New Clinical Standards Provide Liberian Health Workers With Tools to Improve Care

{Photo credit: MSH}Photo credit: MSH

For many Liberian women, the excitement of pregnancy is often accompanied by cautious fear. Too many of these women have experienced pregnancy complications themselves or know others who have suffered or died from hemorrhage, blood clots, infection, high blood pressure, or obstructed labor. While these complications pose serious dangers for all pregnant women, Liberian mothers face the added risk of a weak health system that often leaves them in the hands of untrained staff and ill-equipped facilities. The result is that, for every 100,000 live births, 770 Liberian women die.

In 2008, to address these and other urgent health needs, the Government of Liberia developed a basic package of health services offering free disease treatment, dental and eye care, emergency care, and maternal and child health care to all Liberians. Although this package increased access to care, many of the nation’s health workers did not possess the knowledge needed to effectively provide all of the services. In response, Liberia’s Ministry of Health and Social Welfare (MOHSW) developed an essential package of health services (EPHS) that emphasized the most critical service needs (i.e., maternal health, child health, and care for vulnerable populations) and worked with the US Agency for International Development (USAID)-funded Rebuilding Basic Health Services (RBHS) project to develop clinical standards for EPHS implementation.

Clinical standards provide health workers with clear, detailed instructions for patient triage, diagnosis, and treatment. For example, to reduce the risk of hemorrhage during and after labor, the standards instruct clinicians to regularly measure women’s blood loss during delivery, administer a uterotonic soon after the delivery, clamp the umbilical cord following uterine contraction, and deliver the placenta by controlled cord traction. Detailed instructions such as these help health workers monitor and treat women for hemorrhage and other complications early enough to save their lives.

Developing Standards to Improve Clinician’s Knowledge 

To develop the most clear and accurate clinical standards, RBHS helped the MOHSW establish a system for developing, testing, reviewing, approving, and rolling out each set of standards. Led by JSI Research & Training Institute, Inc. and in partnership with Management Sciences for Health (MSH), RBHS worked closely with the ministry’s field clinicians, academic staff, medical experts, and other stakeholders to ensure they had the skills and knowledge needed to develop the full spectrum of clinical standards and to keep these standards up-to-date.

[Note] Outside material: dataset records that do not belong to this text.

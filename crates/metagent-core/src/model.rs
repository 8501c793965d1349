//! Agent Data Model
//!
//! Persisted and wire-facing types: agent definitions, per-call tool
//! traces, and the terminal task result.

use chrono::{DateTime, Utc};
use serde::{Deserialize, Serialize};
use serde_json::{Map, Value};

use crate::tools::ToolName;

/// A tool granted to an agent, with normalized configuration parameters
#[derive(Clone, Debug, PartialEq, Serialize, Deserialize)]
pub struct ToolConfig {
    /// Member of the closed tool set
    pub name: ToolName,

    /// Why this agent carries the tool (shown to planning prompts)
    #[serde(default)]
    pub description: String,

    /// Tool-specific parameters, normalized before storage
    #[serde(default)]
    pub parameters: Map<String, Value>,
}

impl ToolConfig {
    pub fn new(name: ToolName, description: impl Into<String>) -> Self {
        Self {
            name,
            description: description.into(),
            parameters: Map::new(),
        }
    }

    /// Attach a parameter value
    #[must_use]
    pub fn with_parameter(mut self, key: impl Into<String>, value: Value) -> Self {
        self.parameters.insert(key.into(), value);
        self
    }
}

/// Capability summary of one member inside a composite agent
#[derive(Clone, Debug, PartialEq, Serialize, Deserialize)]
pub struct SubAgentSummary {
    /// Present when the member also exists as a standalone agent
    #[serde(default, skip_serializing_if = "Option::is_none")]
    pub agent_id: Option<String>,
    pub name: String,
    #[serde(default)]
    pub description: String,
    #[serde(default)]
    pub tools: Vec<ToolName>,
}

/// A synthesized agent: persona, instructions, and granted tools
#[derive(Clone, Debug, PartialEq, Serialize, Deserialize)]
pub struct AgentDefinition {
    /// Stable identifier (UUID v4, assigned at synthesis)
    pub agent_id: String,

    pub name: String,
    pub description: String,

    /// System prompt used for every completion made on the agent's behalf
    pub prompt: String,

    #[serde(default)]
    pub tools: Vec<ToolConfig>,

    pub created_at: DateTime<Utc>,

    /// Composite agents run the multi-step orchestration flow
    #[serde(default)]
    pub is_composite: bool,

    /// Informational member listing for composite agents
    #[serde(default)]
    pub sub_agents: Vec<SubAgentSummary>,
}

/// List projection of an agent definition
#[derive(Clone, Debug, PartialEq, Serialize, Deserialize)]
pub struct AgentSummary {
    pub agent_id: String,
    pub name: String,
    pub description: String,
    pub tools: Vec<ToolName>,
    pub created_at: DateTime<Utc>,
    #[serde(default)]
    pub is_composite: bool,
}

impl From<&AgentDefinition> for AgentSummary {
    fn from(agent: &AgentDefinition) -> Self {
        Self {
            agent_id: agent.agent_id.clone(),
            name: agent.name.clone(),
            description: agent.description.clone(),
            tools: agent.tools.iter().map(|tool| tool.name).collect(),
            created_at: agent.created_at,
            is_composite: agent.is_composite,
        }
    }
}

/// Record of one tool invocation within a task
#[derive(Clone, Debug, PartialEq, Serialize, Deserialize)]
pub struct ToolCallTrace {
    pub tool: ToolName,

    /// Query string handed to the tool
    pub input: String,

    /// Tool output; empty for failed calls
    #[serde(default)]
    pub output: String,

    #[serde(default = "default_true")]
    pub succeeded: bool,

    /// Failure message; `None` for successful calls
    #[serde(default, skip_serializing_if = "Option::is_none")]
    pub error: Option<String>,
}

fn default_true() -> bool {
    true
}

impl ToolCallTrace {
    /// Trace for a call that produced output
    pub fn success(tool: ToolName, input: impl Into<String>, output: impl Into<String>) -> Self {
        Self {
            tool,
            input: input.into(),
            output: output.into(),
            succeeded: true,
            error: None,
        }
    }

    /// Trace for a call that failed
    pub fn failure(tool: ToolName, input: impl Into<String>, error: impl Into<String>) -> Self {
        Self {
            tool,
            input: input.into(),
            output: String::new(),
            succeeded: false,
            error: Some(error.into()),
        }
    }
}

/// Terminal artifact of one orchestration run.
///
/// Every invocation produces exactly one of these, even when every
/// collaborator was unreachable; the fallbacks land in `result`.
#[derive(Clone, Debug, PartialEq, Serialize, Deserialize)]
pub struct TaskResult {
    pub agent_id: String,

    /// Task text as submitted
    pub task: String,

    /// Final user-facing answer
    pub result: String,

    /// Tool invocations in execution order
    #[serde(default)]
    pub tool_traces: Vec<ToolCallTrace>,

    /// Unprocessed composer output, when a completion produced one
    #[serde(default, skip_serializing_if = "Option::is_none")]
    pub raw_response: Option<String>,

    pub created_at: DateTime<Utc>,
}

#[cfg(test)]
mod tests {
    use super::*;
    use serde_json::json;

    fn sample_agent() -> AgentDefinition {
        AgentDefinition {
            agent_id: "a-1".into(),
            name: "Math Helper".into(),
            description: "Evaluates arithmetic".into(),
            prompt: "You are a math helper.".into(),
            tools: vec![ToolConfig::new(ToolName::Calculator, "arithmetic")],
            created_at: Utc::now(),
            is_composite: false,
            sub_agents: Vec::new(),
        }
    }

    #[test]
    fn test_summary_projection() {
        let agent = sample_agent();
        let summary = AgentSummary::from(&agent);
        assert_eq!(summary.agent_id, agent.agent_id);
        assert_eq!(summary.tools, vec![ToolName::Calculator]);
        assert!(!summary.is_composite);
    }

    #[test]
    fn test_trace_constructors() {
        let ok = ToolCallTrace::success(ToolName::Calculator, "1+1", "2.0");
        assert!(ok.succeeded);
        assert!(ok.error.is_none());

        let failed = ToolCallTrace::failure(ToolName::WebSearch, "rust news", "timeout");
        assert!(!failed.succeeded);
        assert_eq!(failed.output, "");
        assert_eq!(failed.error.as_deref(), Some("timeout"));
    }

    #[test]
    fn test_agent_round_trips_through_json() {
        let agent = sample_agent();
        let encoded = serde_json::to_string(&agent).unwrap();
        let decoded: AgentDefinition = serde_json::from_str(&encoded).unwrap();
        assert_eq!(decoded, agent);
    }

    #[test]
    fn test_sub_agent_id_survives_round_trip() {
        let entry: SubAgentSummary = serde_json::from_value(json!({
            "agent_id": "abc-123",
            "name": "News Finder",
            "description": "Searches recent coverage",
            "tools": ["web_search"]
        }))
        .unwrap();
        assert_eq!(entry.agent_id.as_deref(), Some("abc-123"));

        let encoded = serde_json::to_value(&entry).unwrap();
        assert_eq!(encoded["agent_id"], json!("abc-123"));

        // member entries stored without an id stay id-less
        let entry: SubAgentSummary = serde_json::from_value(json!({"name": "Helper"})).unwrap();
        assert_eq!(entry.agent_id, None);
        let encoded = serde_json::to_value(&entry).unwrap();
        assert!(encoded.get("agent_id").is_none());
    }

    #[test]
    fn test_tool_name_wire_format() {
        let encoded = serde_json::to_string(&ToolName::WebSearch).unwrap();
        assert_eq!(encoded, "\"web_search\"");
        let decoded: ToolName = serde_json::from_str("\"amap_weather\"").unwrap();
        assert_eq!(decoded, ToolName::AmapWeather);
    }
}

These efforts enabled the MOHSW to develop outpatient clinical standards in 2010 and inpatient clinical standards for infection prevention and neonatal and obstetrics care in 2012. The ministry then used the skills they’d obtained from RBHS to develop additional clinical standards for sexually transmitted infections, HIV & AIDS, malaria, tuberculosis, emergency care, nursing care, and surgical procedures.

Implementing Clinical Standards through Collaboration and Accountability 

To support improved service delivery capacity, RBHS and MSH helped the ministry implement three sets of clinical standards at four government hospitals using an “improvement collaborative” approach. This approach involved forming four teams of staff from hospitals and the MOHSW and teaching them how to use the clinical standards and develop quarterly implementation work plans. The teams now meet each quarter to share their implementing challenges, solutions, and achievements. They also benefit from regular ministry site visits and on-the-job staff training. Furthermore, RBHS, MSH, and the MOHSW have developed a set of indicators for the most critical standards and trained supervisors to conduct quarterly assessments measuring facilities’ performance against these indicators.

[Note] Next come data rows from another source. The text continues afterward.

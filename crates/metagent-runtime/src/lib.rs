//! # metagent-runtime
//!
//! Production collaborator implementations for the metagent core:
//!
//! - **OpenAI-compatible completions** via `async-openai`
//! - **Google Programmable Search** over HTTP
//! - **AMap district and weather lookups** over HTTP
//!
//! The core depends only on the collaborator traits; this crate is the
//! single place real services are wired in.

pub mod openai;
pub mod search;
pub mod weather;

pub use openai::{OpenAiCompletion, DEFAULT_MODEL};
pub use search::GoogleSearchBackend;
pub use weather::AmapWeatherBackend;

use std::time::Duration;

/// Upper bound for one retrieval call
const HTTP_TIMEOUT: Duration = Duration::from_secs(10);

/// HTTP client shared by the retrieval backends. Every outbound call is
/// bounded by a fixed short timeout so a slow upstream degrades one tool
/// call instead of the whole task.
pub fn http_client() -> reqwest::Result<reqwest::Client> {
    reqwest::Client::builder().timeout(HTTP_TIMEOUT).build()
}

"[We] use these tools to show supervisors how to be effective. Before, supervisors were only observing. Now they can show staff their errors and help them improve," said Sam Ticker, a community health department director in Grand Bassa County.

RBHS and MSH are now helping the MOHSW develop a plan for rolling out the clinical standards to additional hospitals in the coming year. Every day, more health workers are using clinical standards to identify health risks, diagnose illnesses, and provide timely, effective care and treatment. As a result, fewer women are dying during labor and more Liberians are coming to trust the health system as a source of dependable, high-quality care that saves lives.